Health Minister Obadiah Moyo says he was prepared - if he were to fall sick sometime - to seek treatment at Parirenyatwa government hospital, moreso, by the same doctors he has seemingly antagonised through low wages and poor working conditions.
Moyo said this when quizzed by journalists during a post-cabinet media briefing in Harare Tuesday if he was prepared to subject himself to run-down hospital infrastructure that has become of the country's public health institutions.
"I would go for treatment at Parirenyatwa," Moyo said.
The former Chitungwiza General Hospital CEO is under fire for presiding over poorly equipped Zimbabwean hospitals that have been shunned by top government officials.
Moyo said under his leadership, the country has ensured Zimbabwean hospitals were also able to attend to emergency situations.
"We have made sure that there are emergency systems in place at all our central hospitals, the clinical officers, directors, CEOs are instructed to ensure that they can be able to provide a certain level of emergency cover.
"So, yes if there was an emergency and I had to go to Parirenyatwa Hospital, I am sure some arrangement will be made so that a life is saved. You know that is what we have said, that is what we want to see happening.
"At the end of the day, you have to look after patients the way you were trained not to let patients die."

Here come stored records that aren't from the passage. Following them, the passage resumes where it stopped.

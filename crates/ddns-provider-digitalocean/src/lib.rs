// # DigitalOcean DNS Provider
//
// This crate provides a DigitalOcean DNS provider implementation for the DDNS updater.
//
// ## Behavior
//
// - Keeps one A/AAAA record of a DigitalOcean-hosted domain up to date
// - One update = record lookup, then a PUT (record exists) or POST (it doesn't)
// - The PUT is skipped if the record already holds the address
// - Dry-run mode (`DDNS_MODE=dry-run`) performs the lookup and logs the write
// - NO retry logic: any failure is returned and ends the run
//
// ## Configuration
//
// | variable              | required | meaning                              |
// |-----------------------|----------|--------------------------------------|
// | `DIGITALOCEAN_TOKEN`  | yes      | personal access token (write scope)  |
// | `DIGITALOCEAN_DOMAIN` | yes      | domain as registered, `example.com`  |
// | `DIGITALOCEAN_RECORD` | yes      | record name, `@` for the apex        |
// | `DIGITALOCEAN_TTL`    | no       | TTL for created records, default 300 |
//
// ## API Reference
//
// - DigitalOcean API v2: https://docs.digitalocean.com/reference/api/
// - List records: GET `/v2/domains/:domain/records?type=A&name=home.example.com`
// - Update record: PUT `/v2/domains/:domain/records/:id`
// - Create record: POST `/v2/domains/:domain/records`

use async_trait::async_trait;
use ddns_core::config::ProviderConfig;
use ddns_core::traits::DnsProvider;
use ddns_core::{Error, Result};
use reqwest::StatusCode;
use serde::{Deserialize, Serialize};
use std::time::Duration;

const DIGITALOCEAN_API_BASE: &str = "https://api.digitalocean.com";

const DEFAULT_HTTP_TIMEOUT: Duration = Duration::from_secs(30);

/// TTL for records created by this provider
pub const DEFAULT_TTL: u32 = 300;

const PROVIDER_NAME: &str = "digitalocean";

pub const TOKEN_VAR: &str = "DIGITALOCEAN_TOKEN";
pub const DOMAIN_VAR: &str = "DIGITALOCEAN_DOMAIN";
pub const RECORD_VAR: &str = "DIGITALOCEAN_RECORD";
pub const TTL_VAR: &str = "DIGITALOCEAN_TTL";

/// A domain record as returned by the API
#[derive(Debug, Clone, Deserialize)]
struct DomainRecord {
    id: u64,
    #[serde(default)]
    data: String,
}

#[derive(Debug, Deserialize)]
struct DomainRecordList {
    #[serde(default)]
    domain_records: Vec<DomainRecord>,
}

/// PUT body
#[derive(Debug, Serialize)]
struct RecordUpdate<'a> {
    #[serde(rename = "type")]
    record_type: &'a str,
    data: &'a str,
}

/// POST body
#[derive(Debug, Serialize)]
struct RecordCreate<'a> {
    #[serde(rename = "type")]
    record_type: &'a str,
    name: &'a str,
    data: &'a str,
    ttl: u32,
}

/// DigitalOcean DNS provider
///
/// The Debug implementation does NOT expose the API token.
pub struct DigitalOceanProvider {
    /// ⚠️ NEVER log this value
    token: String,

    /// Domain the record belongs to
    domain: String,

    /// Record name relative to `domain`, `@` for the apex
    record: String,

    /// TTL used when the record has to be created
    ttl: u32,

    api_base: String,

    client: reqwest::Client,

    dry_run: bool,
}

impl std::fmt::Debug for DigitalOceanProvider {
    fn fmt(&self, f: &mut std::fmt::Formatter<'_>) -> std::fmt::Result {
        f.debug_struct("DigitalOceanProvider")
            .field("token", &"<REDACTED>")
            .field("domain", &self.domain)
            .field("record", &self.record)
            .field("ttl", &self.ttl)
            .field("dry_run", &self.dry_run)
            .finish()
    }
}

impl DigitalOceanProvider {
    /// Create a new DigitalOcean provider
    ///
    /// # Errors
    ///
    /// A configuration error if any argument is empty or the HTTP client
    /// cannot be built.
    pub fn new(
        token: impl Into<String>,
        domain: impl Into<String>,
        record: impl Into<String>,
        dry_run: bool,
    ) -> Result<Self> {
        let token = token.into();
        let domain = domain.into().trim_end_matches('.').to_string();
        let record = record.into();

        if token.is_empty() {
            return Err(Error::config("DigitalOcean token cannot be empty"));
        }
        if domain.is_empty() || record.is_empty() {
            return Err(Error::config("DigitalOcean domain and record cannot be empty"));
        }

        let client = reqwest::Client::builder()
            .timeout(DEFAULT_HTTP_TIMEOUT)
            .build()
            .map_err(|e| Error::config(format!("Failed to build HTTP client: {}", e)))?;

        Ok(Self {
            token,
            domain,
            record,
            ttl: DEFAULT_TTL,
            api_base: DIGITALOCEAN_API_BASE.to_string(),
            client,
            dry_run,
        })
    }

    /// Create a provider from the `DIGITALOCEAN_*` variables
    pub fn from_config(config: &ProviderConfig) -> Result<Self> {
        let ttl = match config.optional(TTL_VAR) {
            Some(raw) => raw
                .parse()
                .map_err(|_| Error::config(format!("{} must be a number of seconds, got '{}'", TTL_VAR, raw)))?,
            None => DEFAULT_TTL,
        };

        Ok(Self::new(
            config.require(TOKEN_VAR)?,
            config.require(DOMAIN_VAR)?,
            config.require(RECORD_VAR)?,
            config.dry_run(),
        )?
        .with_ttl(ttl))
    }

    pub fn with_ttl(mut self, ttl: u32) -> Self {
        self.ttl = ttl;
        self
    }

    /// Talk to a different API endpoint (mock servers in tests)
    pub fn with_api_base(mut self, api_base: impl Into<String>) -> Self {
        self.api_base = api_base.into().trim_end_matches('/').to_string();
        self
    }

    /// Fully qualified record name, as the list filter expects it
    pub fn fqdn(&self) -> String {
        if self.record == "@" {
            self.domain.clone()
        } else {
            format!("{}.{}", self.record, self.domain)
        }
    }

    fn records_url(&self) -> String {
        format!("{}/v2/domains/{}/records", self.api_base, self.domain)
    }

    async fn find_record(&self, record_type: &str) -> Result<Option<DomainRecord>> {
        let fqdn = self.fqdn();
        tracing::debug!("Looking up record: {} (type: {})", fqdn, record_type);

        let response = self
            .client
            .get(self.records_url())
            .query(&[("type", record_type), ("name", fqdn.as_str())])
            .bearer_auth(&self.token)
            .send()
            .await
            .map_err(|e| Error::provider(PROVIDER_NAME, format!("HTTP request failed: {}", e)))?;

        let response = check_status(response, "Record lookup").await?;
        let list: DomainRecordList = response
            .json()
            .await
            .map_err(|e| Error::provider(PROVIDER_NAME, format!("Failed to parse response: {}", e)))?;

        Ok(list.domain_records.into_iter().next())
    }

    async fn update(&self, record_type: &str, data: &str) -> Result<()> {
        tracing::info!(
            "Updating DigitalOcean DNS record: {} -> {} ({}) [mode: {}]",
            self.fqdn(),
            data,
            record_type,
            if self.dry_run { "DRY-RUN" } else { "LIVE" }
        );

        let request = match self.find_record(record_type).await? {
            Some(existing) if existing.data == data => {
                tracing::info!("DNS record already has correct data: {} -> {}", self.fqdn(), data);
                return Ok(());
            }
            Some(existing) => {
                let url = format!("{}/{}", self.records_url(), existing.id);
                if self.dry_run {
                    tracing::info!("[DRY-RUN] Would PUT {} with data {} (was: {})", url, data, existing.data);
                    return Ok(());
                }
                self.client
                    .put(url)
                    .json(&RecordUpdate { record_type, data })
            }
            None => {
                if self.dry_run {
                    tracing::info!("[DRY-RUN] Would create {} record {} -> {}", record_type, self.fqdn(), data);
                    return Ok(());
                }
                tracing::info!("No {} record for {}, creating it", record_type, self.fqdn());
                self.client.post(self.records_url()).json(&RecordCreate {
                    record_type,
                    name: &self.record,
                    data,
                    ttl: self.ttl,
                })
            }
        };

        let response = request
            .bearer_auth(&self.token)
            .send()
            .await
            .map_err(|e| Error::provider(PROVIDER_NAME, format!("HTTP request failed: {}", e)))?;
        check_status(response, "Record write").await?;

        tracing::info!("DNS record updated successfully: {} -> {}", self.fqdn(), data);
        Ok(())
    }
}

/// Pass successful responses through, map the rest to errors
async fn check_status(response: reqwest::Response, context: &str) -> Result<reqwest::Response> {
    let status = response.status();
    if status.is_success() {
        return Ok(response);
    }

    let error_text = response
        .text()
        .await
        .unwrap_or_else(|_| "Unable to read error response".to_string());
    Err(status_error(status, &error_text, context))
}

fn status_error(status: StatusCode, error_text: &str, context: &str) -> Error {
    match status.as_u16() {
        401 | 403 => Error::auth(format!(
            "Invalid DigitalOcean token or missing write scope. Status: {}",
            status
        )),
        404 => Error::not_found(format!("{}: domain not found. Status: {}", context, status)),
        429 => Error::rate_limited(format!("DigitalOcean API. Status: {}", status)),
        _ => Error::provider(
            PROVIDER_NAME,
            format!("{} failed: {} - {}", context, status, error_text),
        ),
    }
}

#[async_trait]
impl DnsProvider for DigitalOceanProvider {
    async fn update_record(&self, ipv4: &str) -> Result<()> {
        self.update("A", ipv4).await
    }

    async fn update_record6(&self, ipv6: &str) -> Result<()> {
        self.update("AAAA", ipv6).await
    }

    fn provider_name(&self) -> &'static str {
        PROVIDER_NAME
    }
}

/// Build a DigitalOcean provider from configuration
pub fn create(config: &ProviderConfig) -> Result<Box<dyn DnsProvider>> {
    let provider = DigitalOceanProvider::from_config(config)?;

    if provider.dry_run {
        tracing::warn!("DigitalOcean provider running in DRY-RUN mode - no changes will be made");
    }

    Ok(Box::new(provider))
}

/// Register the DigitalOcean provider with a registry
pub fn register(registry: &ddns_core::ProviderRegistry) {
    registry.register_provider(PROVIDER_NAME, Box::new(create));
}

Moyo was speaking in the context of an ongoing crippling strike by public hospital doctors over poor wages and working conditions.
Government has blamed the critical health staff for allegedly prioritising wages while lives continued to be lost in public hospitals due to the continued absence of doctors.
Hundreds of public hospital doctors went on a crippling job action more than two months ago and have refused to return to work if their grievances were not addressed.
President Emmerson Mnangagwa, his deputies and cabinet ministers have all abandoned local public hospitals for treatment outside the country.
In instances in which they have been treated locally, the country's rulers have sought the services from expensive private hospitals.